* AIM OF THE EXERCISE *
Reproduce, from the lines below, exactly the stretch that begins at the line containing "router = router.layer(cors_layer(&server.cors_origins));" and ends at the line containing "CorsLayer::new()", both included.

═══ GIVEN INFORMATION

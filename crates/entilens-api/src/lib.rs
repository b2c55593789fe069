//! EntiLens API - HTTP server and web UI
//!
//! Serves the extraction endpoints, saved sessions and the single page UI.
//!
//! Author: hephaex@gmail.com

pub mod error;
pub mod extractors;
pub mod handlers;
pub mod middleware;
pub mod openapi;
pub mod routes;
pub mod sessions;
pub mod state;

use crate::handlers::{health, ui};
use crate::state::AppState;
use axum::{extract::DefaultBodyLimit, http::HeaderValue, routing::get, Router};
use std::sync::Arc;
use std::time::Duration;
use tower_http::{
    cors::{AllowOrigin, Any, CorsLayer},
    timeout::TimeoutLayer,
    trace::TraceLayer,
};

/// Build the application router
pub fn create_router(state: Arc<AppState>) -> Router {
    let server = &state.config.server;

    let mut router = Router::new()
        // Web UI
        .route("/", get(ui::index))
        .route("/static/app.js", get(ui::app_js))
        .route("/static/app.css", get(ui::app_css))
        // Probes and metrics
        .route("/health", get(health::health_check))
        .route("/ready", get(health::readiness_check))
        .route("/metrics", get(health::metrics))
        .route("/metrics/prometheus", get(health::prometheus_metrics))
        .route("/api-docs/openapi.json", get(openapi::openapi_json))
        .nest("/api/v1", routes::api_routes())
        .layer(axum::middleware::from_fn_with_state(
            state.clone(),
            middleware::metrics_middleware,
        ))
        .layer(axum::middleware::from_fn(
            middleware::security_headers_middleware,
        ))
        .layer(DefaultBodyLimit::max(server.max_body_size))
        .layer(TimeoutLayer::new(Duration::from_secs(
            server.request_timeout_secs,
        )))
        .layer(TraceLayer::new_for_http());

    if server.cors_enabled {
        router = router.layer(cors_layer(&server.cors_origins));
    }

    router.with_state(state)
}

fn cors_layer(origins: &[String]) -> CorsLayer {
    let allow_origin = if origins.is_empty() {
        AllowOrigin::from(Any)
    } else {
        let parsed: Vec<HeaderValue> = origins
            .iter()
            .filter_map(|origin| match origin.parse::<HeaderValue>() {
                Ok(value) => Some(value),
                Err(_) => {
                    tracing::warn!(origin = %origin, "Ignoring invalid CORS origin");
                    None
                }
            })
            .collect();
        AllowOrigin::list(parsed)
    };

    CorsLayer::new()
        .allow_origin(allow_origin)
        .allow_methods(Any)
        .allow_headers(Any)
}

/// Router over the builtin model with default configuration
#[cfg(any(test, feature = "test-utils"))]
pub fn create_router_for_testing() -> Router {
    use entilens_core::AppConfig;
    use entilens_extractor::{ExtractionPipeline, RecognizerRegistry};

    let pipeline = ExtractionPipeline::new(RecognizerRegistry::new());
    let state = AppState::with_pipeline(AppConfig::default(), pipeline);
    create_router(Arc::new(state))
}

══════

* ANSWER SECTION *
        router = router.layer(cors_layer(&server.cors_origins));
    }

    router.with_state(state)
}

fn cors_layer(origins: &[String]) -> CorsLayer {
    let allow_origin = if origins.is_empty() {
        AllowOrigin::from(Any)
    } else {
        let parsed: Vec<HeaderValue> = origins
            .iter()
            .filter_map(|origin| match origin.parse::<HeaderValue>() {
                Ok(value) => Some(value),
                Err(_) => {
                    tracing::warn!(origin = %origin, "Ignoring invalid CORS origin");
                    None
                }
            })
            .collect();
        AllowOrigin::list(parsed)
    };

    CorsLayer::new()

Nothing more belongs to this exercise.